Он привычно потер руку, покалеченную снарядом в 1915 году, и заговорил о другом. Смолкли возвещавшие конец службы колокола, последние их звуки растаяли в вечернем воздухе.
Дамы Анжелье возвращались домой узкой извилистой тропкой, на которой Люсиль знала каждый камешек. Шли молча, отвечая кивком на приветствия крестьян. Госпожу Анжелье-старшую в городе не любили, а Люсиль вызывала симпатию: молоденькая, не гордая, муж в плену. Иногда с Люсиль советовались по поводу обучения ребятишек или покроя новой блузки. Или если нужно было надписать посылку в Германию. Все уже знали, что на постой к Анжелье определили немецкого офицера, ничего не поделаешь, у них самый красивый дом, — и жалели, что они не избегли общей участи.

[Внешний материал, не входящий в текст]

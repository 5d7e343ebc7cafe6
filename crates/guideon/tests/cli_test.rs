//! Integration tests for the `guideon` CLI binary.
//!
//! Every invocation runs against the seeded demo dataset, so these tests
//! validate argument parsing, list rendering, pagination, mutations, and
//! exit codes without any backend.
#![allow(clippy::unwrap_used)]

use assert_cmd::cargo::cargo_bin_cmd;
use predicates::prelude::*;

// ── Helpers ─────────────────────────────────────────────────────────

/// Build a [`Command`] for the `guideon` binary with env isolation.
///
/// Clears all `GUIDEON_*` env vars and points config directories at a
/// nonexistent path so tests never touch the user's real configuration.
fn guideon_cmd() -> assert_cmd::Command {
    let mut cmd = cargo_bin_cmd!("guideon");
    cmd.env("HOME", "/tmp/guideon-cli-test-nonexistent")
        .env("XDG_CONFIG_HOME", "/tmp/guideon-cli-test-nonexistent")
        .env_remove("GUIDEON_PROFILE")
        .env_remove("GUIDEON_OUTPUT")
        .env_remove("GUIDEON_PAGE_SIZE")
        .env_remove("GUIDEON_OPERATOR")
        .env_remove("GUIDEON_API_KEY");
    cmd
}

/// Concatenate stdout + stderr from a command output for flexible matching.
fn combined_output(output: &std::process::Output) -> String {
    let stdout = String::from_utf8_lossy(&output.stdout);
    let stderr = String::from_utf8_lossy(&output.stderr);
    format!("{stdout}{stderr}")
}

// ── Basic invocation ────────────────────────────────────────────────

#[test]
fn test_no_args_shows_help() {
    let output = guideon_cmd().output().unwrap();
    assert_eq!(output.status.code(), Some(2), "Expected exit code 2");
    let text = combined_output(&output);
    assert!(text.contains("Usage"), "Expected 'Usage' in output:\n{text}");
}

#[test]
fn test_help_flag() {
    guideon_cmd().arg("--help").assert().success().stdout(
        predicate::str::contains("GUIDEON tourism sites")
            .and(predicate::str::contains("sites"))
            .and(predicate::str::contains("audit"))
            .and(predicate::str::contains("documents")),
    );
}

#[test]
fn test_completions_generate() {
    guideon_cmd()
        .args(["completions", "bash"])
        .assert()
        .success()
        .stdout(predicate::str::contains("guideon"));
}

// ── Sites: list / filter / paginate ─────────────────────────────────

#[test]
fn test_sites_list_renders_seeded_page() {
    guideon_cmd().args(["sites", "list"]).assert().success().stdout(
        predicate::str::contains("Namsan Tower")
            .and(predicate::str::contains("Busan Haeundae Tourist Zone"))
            .and(predicate::str::contains("Page 1/2 · 8 total")),
    );
}

#[test]
fn test_sites_list_second_page_shows_oldest() {
    guideon_cmd()
        .args(["sites", "list", "--page", "1"])
        .assert()
        .success()
        .stdout(
            predicate::str::contains("Everland")
                .and(predicate::str::contains("Page 2/2 · 8 total"))
                .and(predicate::str::contains("Namsan Tower").not()),
        );
}

#[test]
fn test_sites_list_search_is_case_insensitive() {
    guideon_cmd()
        .args(["sites", "list", "--search", "EVERLAND"])
        .assert()
        .success()
        .stdout(
            predicate::str::contains("Everland")
                .and(predicate::str::contains("Page 1/1 · 1 total")),
        );
}

#[test]
fn test_sites_list_status_filter() {
    guideon_cmd()
        .args(["sites", "list", "--status", "inactive"])
        .assert()
        .success()
        .stdout(
            predicate::str::contains("Seoul Land")
                .and(predicate::str::contains("Korean Folk Village"))
                .and(predicate::str::contains("2 total")),
        );
}

#[test]
fn test_sites_list_rejects_out_of_range_page() {
    let output = guideon_cmd()
        .args(["sites", "list", "--page", "9"])
        .output()
        .unwrap();
    assert_eq!(output.status.code(), Some(2));
    assert!(combined_output(&output).contains("out of range"));
}

#[test]
fn test_sites_list_json_carries_page_facts() {
    let output = guideon_cmd()
        .args(["sites", "list", "--output", "json"])
        .output()
        .unwrap();
    assert!(output.status.success());

    let view: serde_json::Value = serde_json::from_slice(&output.stdout).unwrap();
    assert_eq!(view["total_count"], 8);
    assert_eq!(view["total_pages"], 2);
    assert_eq!(view["page"], 0);
    assert_eq!(view["rows"].as_array().unwrap().len(), 5);
    // Newest-first: site 8 leads the page.
    assert_eq!(view["rows"][0]["id"], 8);
    assert_eq!(view["rows"][0]["name"], "Namsan Tower");
}

#[test]
fn test_sites_list_plain_emits_ids() {
    guideon_cmd()
        .args(["sites", "list", "--output", "plain", "--page", "1"])
        .assert()
        .success()
        .stdout(predicate::str::diff("3\n2\n1\n"));
}

// ── Sites: get ──────────────────────────────────────────────────────

#[test]
fn test_sites_get_shows_invites() {
    guideon_cmd().args(["sites", "get", "1"]).assert().success().stdout(
        predicate::str::contains("Everland")
            .and(predicate::str::contains("operator@example.com"))
            .and(predicate::str::contains("pending")),
    );
}

#[test]
fn test_sites_get_unknown_id_exits_not_found() {
    let output = guideon_cmd().args(["sites", "get", "99"]).output().unwrap();
    assert_eq!(output.status.code(), Some(4));
    assert!(combined_output(&output).contains("not found"));
}

// ── Sites: mutations ────────────────────────────────────────────────

#[test]
fn test_sites_create_allocates_next_id_and_leads_page() {
    let output = guideon_cmd()
        .args(["sites", "create", "--name", "Gwanghwamun Square"])
        .output()
        .unwrap();
    assert!(output.status.success());
    let text = combined_output(&output);
    assert!(text.contains("Site created (id 9)"), "got:\n{text}");
    assert!(text.contains("Gwanghwamun Square"));
    assert!(text.contains("9 total"));
}

#[test]
fn test_sites_create_rejects_blank_name() {
    let output = guideon_cmd()
        .args(["sites", "create", "--name", "   "])
        .output()
        .unwrap();
    assert_eq!(output.status.code(), Some(2));
    assert!(combined_output(&output).contains("name"));
}

#[test]
fn test_sites_update_renames() {
    let output = guideon_cmd()
        .args(["sites", "update", "8", "--name", "N Seoul Tower"])
        .output()
        .unwrap();
    assert!(output.status.success());
    let text = combined_output(&output);
    assert!(text.contains("Site 8 renamed"));
    assert!(text.contains("N Seoul Tower"));
}

#[test]
fn test_sites_toggle_with_yes_flips_state() {
    let output = guideon_cmd()
        .args(["sites", "toggle", "8", "--yes"])
        .output()
        .unwrap();
    assert!(output.status.success());
    assert!(combined_output(&output).contains("Site 8 is now inactive"));
}

#[test]
fn test_sites_delete_with_yes() {
    let output = guideon_cmd()
        .args(["sites", "delete", "3", "--yes"])
        .output()
        .unwrap();
    assert!(output.status.success());
    let text = combined_output(&output);
    assert!(text.contains("Site 3 deleted"));
    assert!(text.contains("7 total"));
}

#[test]
fn test_sites_delete_unknown_id_exits_not_found() {
    let output = guideon_cmd()
        .args(["sites", "delete", "42", "--yes"])
        .output()
        .unwrap();
    assert_eq!(output.status.code(), Some(4));
}

#[test]
fn test_sites_invite_appends_pending_invite() {
    let output = guideon_cmd()
        .args(["sites", "invite", "2", "--email", "guide@palace.example"])
        .output()
        .unwrap();
    assert!(output.status.success());
    // One invite is already seeded, so the new one gets id 2.
    assert!(combined_output(&output).contains("Invite #2 sent to guide@palace.example"));
}

#[test]
fn test_sites_invite_rejects_malformed_email() {
    let output = guideon_cmd()
        .args(["sites", "invite", "2", "--email", "not-an-email"])
        .output()
        .unwrap();
    assert_eq!(output.status.code(), Some(2));
    assert!(combined_output(&output).contains("email"));
}

// ── Operator scoping ────────────────────────────────────────────────

#[test]
fn test_site_admin_sees_only_assigned_sites() {
    guideon_cmd()
        .args(["--as-operator", "operator@example.com", "sites", "list"])
        .assert()
        .success()
        .stdout(
            predicate::str::contains("Everland")
                .and(predicate::str::contains("1 total"))
                .and(predicate::str::contains("Namsan Tower").not()),
        );
}

#[test]
fn test_unknown_operator_exits_not_found() {
    let output = guideon_cmd()
        .args(["--as-operator", "nobody@example.com", "sites", "list"])
        .output()
        .unwrap();
    assert_eq!(output.status.code(), Some(4));
}

// ── Audit log ───────────────────────────────────────────────────────

#[test]
fn test_audit_list_pages_the_trail() {
    guideon_cmd().args(["audit", "list"]).assert().success().stdout(
        predicate::str::contains("just now")
            .and(predicate::str::contains("Page 1/2 · 10 total")),
    );
}

#[test]
fn test_audit_list_type_filter() {
    let output = guideon_cmd()
        .args(["audit", "list", "--type", "system", "--output", "json"])
        .output()
        .unwrap();
    assert!(output.status.success());
    let view: serde_json::Value = serde_json::from_slice(&output.stdout).unwrap();
    assert_eq!(view["total_count"], 3);
    for row in view["rows"].as_array().unwrap() {
        assert_eq!(row["kind"], "SYSTEM");
    }
}

#[test]
fn test_audit_get_shows_message() {
    guideon_cmd().args(["audit", "get", "1"]).assert().success().stdout(
        predicate::str::contains("site created")
            .and(predicate::str::contains("Gyeongbokgung Palace")),
    );
}

// ── Documents ───────────────────────────────────────────────────────

#[test]
fn test_documents_list_status_filter() {
    let output = guideon_cmd()
        .args(["documents", "list", "--status", "completed", "--output", "json"])
        .output()
        .unwrap();
    assert!(output.status.success());
    let view: serde_json::Value = serde_json::from_slice(&output.stdout).unwrap();
    assert_eq!(view["total_count"], 3);
    for row in view["rows"].as_array().unwrap() {
        assert_eq!(row["status"], "COMPLETED");
    }
}

// ── Config ──────────────────────────────────────────────────────────

#[test]
fn test_config_show_renders_defaults() {
    guideon_cmd().args(["config", "show"]).assert().success().stdout(
        predicate::str::contains("default_profile")
            .and(predicate::str::contains("page_size")),
    );
}

#[test]
fn test_unknown_profile_flag_fails() {
    let output = guideon_cmd()
        .args(["--profile", "nope", "sites", "list"])
        .output()
        .unwrap();
    assert_eq!(output.status.code(), Some(4));
    assert!(combined_output(&output).contains("nope"));
}

#[test]
fn test_config_use_unknown_profile_fails() {
    let output = guideon_cmd()
        .args(["config", "use", "nope"])
        .output()
        .unwrap();
    assert_eq!(output.status.code(), Some(4));
}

— Позаботились о вас, постарались, — шепнула, проходя мимо них, портниха.
— Будем надеяться, что скоро они отправятся восвояси, — сказала аптекарша.
Маленькая старушка, что трусила вслед за козой с чудесной белой шерстью, даже на цыпочки приподнялась, чтобы шепнуть Люсиль на ухо:
— Не дождаться хорошего от злодеев, душегубов, от них только беды одни.
Коза подскочила и боднула серый плащ немецкого офицера. Он остановился, расхохотался и протянул руку, желая погладить ее. Но козочка ускакала, вслед за ней исчезла и перепуганная старушка, а дамы Анжелье закрыли за собой дверь своего дома.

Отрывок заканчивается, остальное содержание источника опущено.